The primary node receives all write operations, primary node is capable of confirming
writes with { w: "majority" } write concern. Save the information to oplog.
38. MongoDB Replication
The secondaries replicate the primary’s oplog and apply the operations to their data sets
such that the secondaries’ data sets reflect the primary’s data set. If the primary is
unavailable, an eligible secondary will hold an election to elect itself the new primary.
39. MongoDB Sharding
Sharding is a method for distributing data across multiple machines. MongoDB uses
sharding to support deployments with very large data sets and high throughput
operations.
Why need Sharding
Database systems with large data sets or high throughput applications can challenge
the capacity of a single server.
High query rates can exhaust the CPU capacity of the server.
Working set sizes larger than the system’s RAM stress the I/O capacity of disk drives.
To handle work load of large dataset and high throughput of application, there is two
method for scaling the service or resource allocation.
40. MongoDB Sharding
Vertical Scaling, it involves increasing the capacity of a single server, such as using a more
powerful CPU, adding more RAM, or increasing the amount of storage space. Limitations in
available technology may restrict a single machine from being sufficiently powerful for a given
workload.
41. MongoDB Sharding
Horizontal Scaling involves dividing the system dataset and load over multiple servers, adding
additional servers to increase capacity as required. While the overall speed or capacity of a
single machine may not be high, each machine handles a subset of the overall workload,
potentially providing better efficiency than a single high-speed high-capacity server.
43. MongoDB Sharding
A MongoDB sharded cluster consists of the following components:
Shard: Each shard contains a subset of the sharded data. Each shard can be deployed as a
replica set.
Mongos: The mongos acts as a query router, providing an interface between client applications
and the sharded cluster.
Config servers: Config servers store metadata and configuration settings for the cluster. Config
servers must be deployed as a replica set (CSRS).
Shared Key:
To distribute the documents in a collection, MongoDB partitions the collection using the shard key.
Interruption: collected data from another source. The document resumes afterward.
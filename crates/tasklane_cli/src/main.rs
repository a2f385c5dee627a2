//! CLI entry point.
//!
//! # Responsibility
//! - Verify `tasklane_core` linkage with a deterministic ping.
//! - Replay recorded drag scripts and print the resulting report as JSON.

use clap::{Parser, Subcommand};
use std::path::{Path, PathBuf};
use std::process::ExitCode;
use tasklane_core::{default_log_level, init_logging, replay_script, DragScript};

#[derive(Parser)]
#[command(name = "tasklane", version, about = "Touch reorder core runner")]
struct Cli {
    #[command(subcommand)]
    command: Commands,
}

#[derive(Subcommand)]
enum Commands {
    /// Print core health and version.
    Ping,

    /// Replay a JSON drag script and print the report.
    Replay {
        /// Path to the drag script.
        file: PathBuf,
        /// Absolute directory for rolling log files. Logging stays off without it.
        #[arg(long)]
        log_dir: Option<String>,
        /// trace | debug | info | warn | error.
        #[arg(long)]
        log_level: Option<String>,
        /// Pretty-print the report.
        #[arg(long)]
        pretty: bool,
    },
}

fn main() -> ExitCode {
    let cli = Cli::parse();
    match cli.command {
        Commands::Ping => {
            println!("tasklane_core ping={}", tasklane_core::ping());
            println!("tasklane_core version={}", tasklane_core::core_version());
            ExitCode::SUCCESS
        }
        Commands::Replay {
            file,
            log_dir,
            log_level,
            pretty,
        } => match run_replay(&file, log_dir.as_deref(), log_level.as_deref(), pretty) {
            Ok(()) => ExitCode::SUCCESS,
            Err(message) => {
                eprintln!("error: {message}");
                ExitCode::FAILURE
            }
        },
    }
}

fn run_replay(
    file: &Path,
    log_dir: Option<&str>,
    log_level: Option<&str>,
    pretty: bool,
) -> Result<(), String> {
    if let Some(dir) = log_dir {
        let level = log_level.unwrap_or(default_log_level());
        init_logging(level, dir).map_err(|err| err.to_string())?;
    }

    let rendered = render_replay(file, pretty)?;
    println!("{rendered}");
    Ok(())
}

/// Reads, replays and serializes one drag script.
fn render_replay(file: &Path, pretty: bool) -> Result<String, String> {
    let source = std::fs::read_to_string(file)
        .map_err(|err| format!("failed to read `{}`: {err}", file.display()))?;
    let script = DragScript::from_json(&source).map_err(|err| err.to_string())?;
    let report = replay_script(&script).map_err(|err| err.to_string())?;
    log::info!(
        "event=replay module=cli status=ok steps={} drops={}",
        script.steps.len(),
        report.drops.len()
    );

    if pretty {
        serde_json::to_string_pretty(&report)
    } else {
        serde_json::to_string(&report)
    }
    .map_err(|err| err.to_string())
}

#[cfg(test)]
mod tests {
    use super::{render_replay, run_replay};
    use std::path::Path;

    const DEMO_SCRIPT: &str = concat!(
        env!("CARGO_MANIFEST_DIR"),
        "/../../demos/reorder_after_b.json"
    );

    #[test]
    fn demo_script_renders_committed_report() {
        let rendered = render_replay(Path::new(DEMO_SCRIPT), false).unwrap();
        let report: serde_json::Value = serde_json::from_str(&rendered).unwrap();

        assert_eq!(report["drops"][0]["committed"], true);
        assert_eq!(report["tasks"][0]["text"], "Call plumber");
        assert_eq!(report["tasks"][1]["text"], "Buy milk");
        assert_eq!(report["haptics"][3], "heavy");
    }

    #[test]
    fn replay_initializes_logging_with_default_level() {
        let dir = tempfile::tempdir().unwrap();
        let log_dir = dir.path().to_str().unwrap().to_string();

        run_replay(Path::new(DEMO_SCRIPT), Some(&log_dir), None, true).unwrap();

        let (level, active_dir) = tasklane_core::logging_status().unwrap();
        assert_eq!(level, tasklane_core::default_log_level());
        assert_eq!(active_dir, dir.path());
    }

    #[test]
    fn unreadable_or_misconfigured_input_is_reported() {
        let missing = render_replay(Path::new("/nonexistent/drag.json"), false).unwrap_err();
        assert!(missing.contains("failed to read"));

        let relative = run_replay(Path::new(DEMO_SCRIPT), Some("logs"), Some("info"), false)
            .unwrap_err();
        assert!(relative.contains("absolute"));
    }
}
//! Hit-test engine: dragged row position to drop target.
//!
//! # Responsibility
//! - Scan live row/section geometry and pick the nearest drop target.
//! - Report where the drop indicator should be drawn for a target.
//!
//! # Invariants
//! - The subtask band is checked before the before/after split of the same row.
//! - Task-level candidates farther than `SECTION_ESCAPE_DISTANCE_PX` lose to
//!   section containment.
//! - Equal distances resolve to the first row in geometry registration order.
//! - The dragged row, completed rows, subtasks and rows in collapsed sections
//!   are never candidates.

use crate::engine::target::{DropPosition, DropTarget};
use crate::model::entry::DraggableEntry;
use crate::model::section::{Section, SectionId};
use crate::model::task::{Task, TaskId};
use crate::port::geometry::{GeometryProvider, Rect};
use serde::{Deserialize, Serialize};
use std::collections::HashMap;

/// Start of the subtask band as a fraction of row height.
pub const SUBTASK_ZONE_START: f64 = 0.3;
/// Height of the subtask band as a fraction of row height.
pub const SUBTASK_ZONE_SPAN: f64 = 0.4;
/// Task candidates beyond this distance fall through to section containment.
pub const SECTION_ESCAPE_DISTANCE_PX: f64 = 60.0;

/// Which target kinds a list offers.
#[derive(Debug, Clone, Copy, PartialEq, Eq, Default, Serialize, Deserialize)]
#[serde(rename_all = "snake_case")]
pub enum HitTestMode {
    /// Sections, before/after and subtask nesting.
    #[default]
    Nested,
    /// Sections and before/after only.
    Flat,
}

/// Inputs for one hit-test pass.
#[derive(Debug, Clone, Copy)]
pub struct HitTestInput<'a> {
    pub dragged: &'a DraggableEntry,
    /// Provisional top edge of the dragged row.
    pub dragged_top: f64,
    pub tasks: &'a [Task],
    pub sections: &'a [Section],
    pub mode: HitTestMode,
}

#[derive(Debug, Clone, Copy)]
struct Candidate {
    target: DropTarget,
    distance: f64,
}

/// Returns the best drop target for the dragged row, or `None` over empty space.
pub fn resolve_drop_target<G>(input: &HitTestInput<'_>, geometry: &G) -> Option<DropTarget>
where
    G: GeometryProvider + ?Sized,
{
    let rows = candidate_rows(input);
    let nestable = can_nest(input);

    let mut best: Option<Candidate> = None;
    for (task_id, rect) in geometry.entry_rects() {
        let Some(&index) = rows.get(&task_id) else {
            continue;
        };
        let candidate = classify_row(task_id, index, rect, input.dragged_top, nestable);
        // Strict comparison keeps the first-registered row on ties.
        if best.map_or(true, |current| candidate.distance < current.distance) {
            best = Some(candidate);
        }
    }

    if let Some(candidate) = best {
        if candidate.distance <= SECTION_ESCAPE_DISTANCE_PX {
            return Some(candidate.target);
        }
    }

    section_containing(input, geometry)
}

/// Vertical coordinate of the drop indicator for `target`.
pub fn indicator_y<G>(target: &DropTarget, geometry: &G) -> Option<f64>
where
    G: GeometryProvider + ?Sized,
{
    match target {
        DropTarget::Section { section_id } => {
            geometry.section_rect(*section_id).map(|rect| rect.bottom())
        }
        DropTarget::BeforeAfterTask {
            task_id,
            position: DropPosition::Before,
            ..
        } => geometry.entry_rect(*task_id).map(|rect| rect.top()),
        DropTarget::BeforeAfterTask { task_id, .. } | DropTarget::SubtaskArea { task_id } => {
            geometry.entry_rect(*task_id).map(|rect| rect.bottom())
        }
    }
}

/// Vertical band of a row that reads as "nest inside".
pub fn subtask_zone(rect: &Rect) -> (f64, f64) {
    let start = rect.top() + SUBTASK_ZONE_START * rect.height;
    (start, start + SUBTASK_ZONE_SPAN * rect.height)
}

fn classify_row(
    task_id: TaskId,
    index: usize,
    rect: Rect,
    dragged_top: f64,
    nestable: bool,
) -> Candidate {
    let (zone_start, zone_end) = subtask_zone(&rect);
    if nestable && dragged_top >= zone_start && dragged_top <= zone_end {
        return Candidate {
            target: DropTarget::SubtaskArea { task_id },
            distance: (dragged_top - rect.center_y()).abs(),
        };
    }

    if dragged_top < rect.center_y() {
        Candidate {
            target: DropTarget::BeforeAfterTask {
                task_id,
                position: DropPosition::Before,
                insert_index: index,
            },
            distance: (dragged_top - rect.top()).abs(),
        }
    } else {
        Candidate {
            target: DropTarget::BeforeAfterTask {
                task_id,
                position: DropPosition::After,
                insert_index: index + 1,
            },
            distance: (dragged_top - rect.bottom()).abs(),
        }
    }
}

/// Top-level rows that may receive a drop, keyed to their collection index.
fn candidate_rows(input: &HitTestInput<'_>) -> HashMap<TaskId, usize> {
    let dragged_id = input.dragged.id();
    input
        .tasks
        .iter()
        .enumerate()
        .filter(|(_, task)| task.id != dragged_id && !task.completed)
        .filter(|(_, task)| section_is_open(input.sections, task.section_id))
        .map(|(index, task)| (task.id, index))
        .collect()
}

/// Only childless top-level tasks may become subtasks.
fn can_nest(input: &HitTestInput<'_>) -> bool {
    if input.mode != HitTestMode::Nested {
        return false;
    }
    match input.dragged {
        DraggableEntry::Subtask { .. } => false,
        DraggableEntry::Task { id, .. } => input
            .tasks
            .iter()
            .find(|task| task.id == *id)
            .map_or(true, |task| task.subtasks.is_empty()),
    }
}

fn section_is_open(sections: &[Section], section_id: Option<SectionId>) -> bool {
    match section_id {
        None => true,
        Some(section_id) => sections
            .iter()
            .find(|section| section.id == section_id)
            .map_or(true, Section::accepts_drops),
    }
}

fn section_containing<G>(input: &HitTestInput<'_>, geometry: &G) -> Option<DropTarget>
where
    G: GeometryProvider + ?Sized,
{
    geometry
        .section_rects()
        .into_iter()
        .filter(|(section_id, _)| {
            input
                .sections
                .iter()
                .any(|section| section.id == *section_id && section.accepts_drops())
        })
        .find(|(_, rect)| rect.contains_y(input.dragged_top))
        .map(|(section_id, _)| DropTarget::Section { section_id })
}

#[cfg(test)]
mod tests {
    use super::{resolve_drop_target, subtask_zone, HitTestInput, HitTestMode};
    use crate::engine::target::{DropPosition, DropTarget};
    use crate::model::entry::DraggableEntry;
    use crate::model::section::Section;
    use crate::model::task::Task;
    use crate::port::geometry::{GeometryMap, Rect};

    fn layout(tasks: &[Task]) -> GeometryMap {
        let mut geometry = GeometryMap::new();
        for (index, task) in tasks.iter().enumerate() {
            geometry.register_entry(task.id, Rect::row(index as f64 * 100.0, 100.0));
        }
        geometry
    }

    fn dragged(task: &Task) -> DraggableEntry {
        DraggableEntry::Task {
            id: task.id,
            section_id: task.section_id,
        }
    }

    #[test]
    fn subtask_zone_is_middle_forty_percent() {
        let (start, end) = subtask_zone(&Rect::row(100.0, 50.0));
        assert_eq!(start, 115.0);
        assert_eq!(end, 135.0);
    }

    #[test]
    fn middle_band_nests_and_edges_split_before_after() {
        let tasks = vec![Task::new("drag me"), Task::new("target")];
        let geometry = layout(&tasks);
        let entry = dragged(&tasks[0]);
        let at = |dragged_top: f64| {
            resolve_drop_target(
                &HitTestInput {
                    dragged: &entry,
                    dragged_top,
                    tasks: &tasks,
                    sections: &[],
                    mode: HitTestMode::Nested,
                },
                &geometry,
            )
        };

        assert_eq!(
            at(150.0),
            Some(DropTarget::SubtaskArea {
                task_id: tasks[1].id
            })
        );
        assert_eq!(
            at(110.0),
            Some(DropTarget::BeforeAfterTask {
                task_id: tasks[1].id,
                position: DropPosition::Before,
                insert_index: 1,
            })
        );
        assert_eq!(
            at(185.0),
            Some(DropTarget::BeforeAfterTask {
                task_id: tasks[1].id,
                position: DropPosition::After,
                insert_index: 2,
            })
        );
    }

    #[test]
    fn flat_mode_never_nests() {
        let tasks = vec![Task::new("drag me"), Task::new("target")];
        let geometry = layout(&tasks);
        let entry = dragged(&tasks[0]);
        let target = resolve_drop_target(
            &HitTestInput {
                dragged: &entry,
                dragged_top: 145.0,
                tasks: &tasks,
                sections: &[],
                mode: HitTestMode::Flat,
            },
            &geometry,
        );
        assert!(matches!(
            target,
            Some(DropTarget::BeforeAfterTask {
                position: DropPosition::Before,
                ..
            })
        ));
    }

    #[test]
    fn far_rows_escape_to_containing_section() {
        let section = Section::new("Later", "blue", 0);
        let tasks = vec![
            Task::new("drag me").in_section(section.id),
            Task::new("short row").in_section(section.id),
        ];
        let mut geometry = GeometryMap::new();
        geometry.register_entry(tasks[1].id, Rect::row(0.0, 20.0));
        geometry.register_section(section.id, Rect::row(0.0, 400.0));
        let entry = dragged(&tasks[0]);

        let target = resolve_drop_target(
            &HitTestInput {
                dragged: &entry,
                dragged_top: 300.0,
                tasks: &tasks,
                sections: std::slice::from_ref(&section),
                mode: HitTestMode::Nested,
            },
            &geometry,
        );
        assert_eq!(
            target,
            Some(DropTarget::Section {
                section_id: section.id
            })
        );
    }
}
The shard key consists of an immutable field or fields that exist in every document in the target collection.
You choose the shard key when sharding a collection. The choice of shard key cannot be changed after sharding.
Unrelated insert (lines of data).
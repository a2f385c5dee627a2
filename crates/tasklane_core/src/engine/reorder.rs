//! Reorder engine: drop target to next task collection.
//!
//! # Responsibility
//! - Move or reparent exactly one entry per resolved drop.
//! - Perform task <-> subtask kind conversions.
//!
//! # Invariants
//! - Input collections are never mutated; a new collection is returned.
//! - Entry count is conserved and tree invariants hold on every `Ok` result.
//! - Only position, `section_id` and nesting of the moved entry change; every
//!   other field is carried verbatim.
//! - A task placed next to a sibling takes that sibling's `section_id`.

use crate::engine::target::{DropPosition, DropTarget};
use crate::model::entry::{locate_entry, DraggableEntry, EntryKind, EntryLocation};
use crate::model::section::{Section, SectionId};
use crate::model::task::{
    check_tree_invariants, entry_count, top_level_index, Task, TaskId, TreeInvariantError,
};
use serde::{Deserialize, Serialize};
use std::error::Error;
use std::fmt::{Display, Formatter};

/// Kind change applied by a drop.
#[derive(Debug, Clone, Copy, PartialEq, Eq, Serialize, Deserialize)]
#[serde(rename_all = "snake_case")]
pub enum KindConversion {
    TaskToSubtask,
    SubtaskToTask,
}

impl KindConversion {
    pub fn as_str(&self) -> &'static str {
        match self {
            Self::TaskToSubtask => "task_to_subtask",
            Self::SubtaskToTask => "subtask_to_task",
        }
    }
}

/// Successful reorder result.
#[derive(Debug, Clone, PartialEq, Eq)]
pub struct Reordered {
    pub tasks: Vec<Task>,
    /// The moved entry in its new shape.
    pub moved: DraggableEntry,
    pub conversion: Option<KindConversion>,
}

/// Reasons a drop leaves the collection unchanged.
#[derive(Debug, Clone, PartialEq, Eq)]
pub enum ReorderError {
    /// Dragged entry is no longer in the collection.
    DraggedNotFound(TaskId),
    /// Dragged entry exists but its kind or parent changed since drag start.
    StaleEntry(TaskId),
    /// Anchor task of the target is no longer a top-level task.
    TargetNotFound(TaskId),
    /// Target section was removed or collapsed since it was hit-tested.
    SectionNotFound(SectionId),
    /// Target is anchored to the dragged entry itself.
    TargetIsDragged(TaskId),
    /// Subtask dropped onto the subtask area of its current parent.
    SameContainer { parent_id: TaskId },
    /// Task owning subtasks cannot itself become a subtask.
    NestingForbidden(TaskId),
    /// Mutation produced a structurally invalid collection.
    Invariant(TreeInvariantError),
    /// Mutation changed the number of entries.
    CountMismatch { before: usize, after: usize },
}

impl Display for ReorderError {
    fn fmt(&self, f: &mut Formatter<'_>) -> std::fmt::Result {
        match self {
            Self::DraggedNotFound(id) => write!(f, "dragged entry not found: {id}"),
            Self::StaleEntry(id) => write!(f, "dragged entry changed shape: {id}"),
            Self::TargetNotFound(id) => write!(f, "drop target task not found: {id}"),
            Self::SectionNotFound(id) => write!(f, "drop target section not open: {id}"),
            Self::TargetIsDragged(id) => write!(f, "entry cannot be dropped on itself: {id}"),
            Self::SameContainer { parent_id } => {
                write!(f, "subtask already belongs to {parent_id}")
            }
            Self::NestingForbidden(id) => {
                write!(f, "task with subtasks cannot be nested: {id}")
            }
            Self::Invariant(err) => write!(f, "{err}"),
            Self::CountMismatch { before, after } => {
                write!(f, "entry count changed from {before} to {after}")
            }
        }
    }
}

impl Error for ReorderError {
    fn source(&self) -> Option<&(dyn Error + 'static)> {
        match self {
            Self::Invariant(err) => Some(err),
            _ => None,
        }
    }
}

impl From<TreeInvariantError> for ReorderError {
    fn from(value: TreeInvariantError) -> Self {
        Self::Invariant(value)
    }
}

/// Applies one drop of `dragged` onto `target`.
///
/// `sections` is the current section list; a `Section` target must still be
/// present and expanded.
///
/// # Errors
/// - Stale dragged/target references, including removed or collapsed sections.
/// - Drops that resolve to the entry's current container.
/// - Drops that would break single-level nesting.
pub fn apply_drop(
    tasks: &[Task],
    sections: &[Section],
    dragged: &DraggableEntry,
    target: &DropTarget,
) -> Result<Reordered, ReorderError> {
    let dragged_id = dragged.id();
    let location =
        locate_entry(tasks, dragged_id).ok_or(ReorderError::DraggedNotFound(dragged_id))?;
    ensure_matches(tasks, dragged, location)?;

    if let DropTarget::Section { section_id } = target {
        let open = sections
            .iter()
            .any(|section| section.id == *section_id && section.accepts_drops());
        if !open {
            return Err(ReorderError::SectionNotFound(*section_id));
        }
    }

    if let Some(anchor) = target.anchor_task() {
        if anchor == dragged_id {
            return Err(ReorderError::TargetIsDragged(anchor));
        }
        if top_level_index(tasks, anchor).is_none() {
            return Err(ReorderError::TargetNotFound(anchor));
        }
    }

    if let DropTarget::SubtaskArea { task_id } = target {
        match location {
            EntryLocation::Nested { parent_index, .. } if tasks[parent_index].id == *task_id => {
                return Err(ReorderError::SameContainer {
                    parent_id: *task_id,
                });
            }
            EntryLocation::TopLevel { index } if !tasks[index].subtasks.is_empty() => {
                return Err(ReorderError::NestingForbidden(dragged_id));
            }
            _ => {}
        }
    }

    let mut next = tasks.to_vec();
    let moving = detach(&mut next, location);
    let moved = place(&mut next, moving, target)?;

    check_tree_invariants(&next)?;
    let (before, after) = (entry_count(tasks), entry_count(&next));
    if before != after {
        return Err(ReorderError::CountMismatch { before, after });
    }

    let conversion = match (dragged.kind(), moved.kind()) {
        (EntryKind::Task, EntryKind::Subtask) => Some(KindConversion::TaskToSubtask),
        (EntryKind::Subtask, EntryKind::Task) => Some(KindConversion::SubtaskToTask),
        _ => None,
    };

    Ok(Reordered {
        tasks: next,
        moved,
        conversion,
    })
}

fn ensure_matches(
    tasks: &[Task],
    dragged: &DraggableEntry,
    location: EntryLocation,
) -> Result<(), ReorderError> {
    let consistent = match (dragged, location) {
        (DraggableEntry::Task { .. }, EntryLocation::TopLevel { .. }) => true,
        (DraggableEntry::Subtask { parent_id, .. }, EntryLocation::Nested { parent_index, .. }) => {
            tasks[parent_index].id == *parent_id
        }
        _ => false,
    };
    if consistent {
        Ok(())
    } else {
        Err(ReorderError::StaleEntry(dragged.id()))
    }
}

fn detach(tasks: &mut Vec<Task>, location: EntryLocation) -> Task {
    match location {
        EntryLocation::TopLevel { index } => tasks.remove(index),
        EntryLocation::Nested {
            parent_index,
            index,
        } => tasks[parent_index].subtasks.remove(index),
    }
}

fn place(
    tasks: &mut Vec<Task>,
    mut moving: Task,
    target: &DropTarget,
) -> Result<DraggableEntry, ReorderError> {
    let entry = DraggableEntry::Task {
        id: moving.id,
        section_id: None,
    };

    match *target {
        DropTarget::Section { section_id } => {
            moving.section_id = Some(section_id);
            tasks.push(moving);
            Ok(entry.promote_to(Some(section_id)))
        }
        DropTarget::BeforeAfterTask {
            task_id, position, ..
        } => {
            let anchor = top_level_index(tasks, task_id)
                .ok_or(ReorderError::TargetNotFound(task_id))?;
            let insert_at = match position {
                DropPosition::Before => anchor,
                DropPosition::After => anchor + 1,
            };
            let section_id = tasks[anchor].section_id;
            moving.section_id = section_id;
            tasks.insert(insert_at, moving);
            Ok(entry.promote_to(section_id))
        }
        DropTarget::SubtaskArea { task_id } => {
            let parent = top_level_index(tasks, task_id)
                .ok_or(ReorderError::TargetNotFound(task_id))?;
            moving.section_id = None;
            tasks[parent].subtasks.push(moving);
            Ok(entry.nest_under(task_id))
        }
    }
}

#[cfg(test)]
mod tests {
    use super::{apply_drop, KindConversion, ReorderError};
    use crate::engine::target::{DropPosition, DropTarget};
    use crate::model::entry::DraggableEntry;
    use crate::model::section::Section;
    use crate::model::task::Task;
    use uuid::Uuid;

    #[test]
    fn task_moves_before_sibling_and_keeps_fields() {
        let section = Uuid::new_v4();
        let mut first = Task::new("first").in_section(section);
        first.subtasks.push(Task::new("first.child"));
        let second = Task::new("second").in_section(section);
        let tasks = vec![first.clone(), second.clone()];

        let result = apply_drop(
            &tasks,
            &[],
            &DraggableEntry::Task {
                id: second.id,
                section_id: Some(section),
            },
            &DropTarget::BeforeAfterTask {
                task_id: first.id,
                position: DropPosition::Before,
                insert_index: 0,
            },
        )
        .unwrap();

        assert_eq!(result.tasks, vec![second, first]);
        assert_eq!(result.conversion, None);
    }

    #[test]
    fn nesting_a_parent_task_is_rejected() {
        let parent = Task::new("parent").with_subtask(Task::new("child"));
        let other = Task::new("other");
        let tasks = vec![parent.clone(), other.clone()];

        let err = apply_drop(
            &tasks,
            &[],
            &DraggableEntry::Task {
                id: parent.id,
                section_id: None,
            },
            &DropTarget::SubtaskArea { task_id: other.id },
        )
        .unwrap_err();
        assert_eq!(err, ReorderError::NestingForbidden(parent.id));
    }

    #[test]
    fn subtask_moves_between_parents() {
        let child = Task::new("child");
        let old_parent = Task::new("old").with_subtask(child.clone());
        let new_parent = Task::new("new").with_subtask(Task::new("existing"));
        let tasks = vec![old_parent.clone(), new_parent.clone()];

        let result = apply_drop(
            &tasks,
            &[],
            &DraggableEntry::Subtask {
                id: child.id,
                parent_id: old_parent.id,
            },
            &DropTarget::SubtaskArea {
                task_id: new_parent.id,
            },
        )
        .unwrap();

        assert!(result.tasks[0].subtasks.is_empty());
        assert_eq!(result.tasks[1].subtasks.len(), 2);
        assert_eq!(result.tasks[1].subtasks[1], child);
        assert_eq!(result.conversion, None::<KindConversion>);
    }

    #[test]
    fn target_anchored_on_dragged_entry_is_rejected() {
        let task = Task::new("solo");
        let err = apply_drop(
            std::slice::from_ref(&task),
            &[],
            &DraggableEntry::Task {
                id: task.id,
                section_id: None,
            },
            &DropTarget::BeforeAfterTask {
                task_id: task.id,
                position: DropPosition::After,
                insert_index: 1,
            },
        )
        .unwrap_err();
        assert_eq!(err, ReorderError::TargetIsDragged(task.id));
    }

    #[test]
    fn removed_or_collapsed_section_is_rejected() {
        let task = Task::new("solo");
        let entry = DraggableEntry::Task {
            id: task.id,
            section_id: None,
        };
        let mut folded = Section::new("Later", "blue", 1);
        folded.is_collapsed = true;
        let tasks = vec![task];

        let gone = Uuid::new_v4();
        assert_eq!(
            apply_drop(&tasks, &[], &entry, &DropTarget::Section { section_id: gone })
                .unwrap_err(),
            ReorderError::SectionNotFound(gone)
        );
        assert_eq!(
            apply_drop(
                &tasks,
                std::slice::from_ref(&folded),
                &entry,
                &DropTarget::Section {
                    section_id: folded.id
                },
            )
            .unwrap_err(),
            ReorderError::SectionNotFound(folded.id)
        );
    }
}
A sharded collection can have only one shard key. See Shard Key Specification.
45. MongoDB Security
SCRAM
Salted Challenge Response Authentication Mechanism (SCRAM) is the default authentication mechanism for
MongoDB. SCRAM is based on the IETF RFC 5802 standard that defines best practices for implementation of
challenge-response mechanisms for authenticating users with passwords.
Using SCRAM, MongoDB verifies the supplied user credentials against the user’s name, password and authentication
database. The authentication database is the database where the user was created, and together with the user’s name,
serves to identify the user.
MongoDB’s implementation of SCRAM uses the SHA-1 hashing function.
SRAM Advantage
A tunable work factor (iterationCount),
Per-user random salts rather than server-wide salts,
A cryptographically stronger hash function (SHA-1 rather than MD5), and
Authentication of the server to the client as well as the client to the server.
46. MongoDB Security
MongoDB supports x.509 certificate authentication for client authentication and internal
authentication of the members of replica sets and sharded clusters.
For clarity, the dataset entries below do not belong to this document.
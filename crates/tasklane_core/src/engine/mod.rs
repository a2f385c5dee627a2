//! Pure drag engines.
//!
//! # Responsibility
//! - Map a dragged row position onto a drop target (`hit_test`).
//! - Turn a resolved drop target into the next task collection (`reorder`).
//!
//! # Invariants
//! - Engines are stateless and never touch caller-owned collections in place.
//! - Every mutation conserves the number of entries.

pub mod hit_test;
pub mod reorder;
pub mod target;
x.509 certificate authentication requires a secure TLS/SSL connection.
To authenticate to servers, clients can use x.509 certificates instead of usernames and passwords.
Client Certificate Requirements
A single Certificate Authority (CA) must issue the certificates for both the client and the server.
Client certificates must contain the following fields:
keyUsage = digitalSignature
extendedKeyUsage = clientAuth
Each unique MongoDB user must have a unique certificate.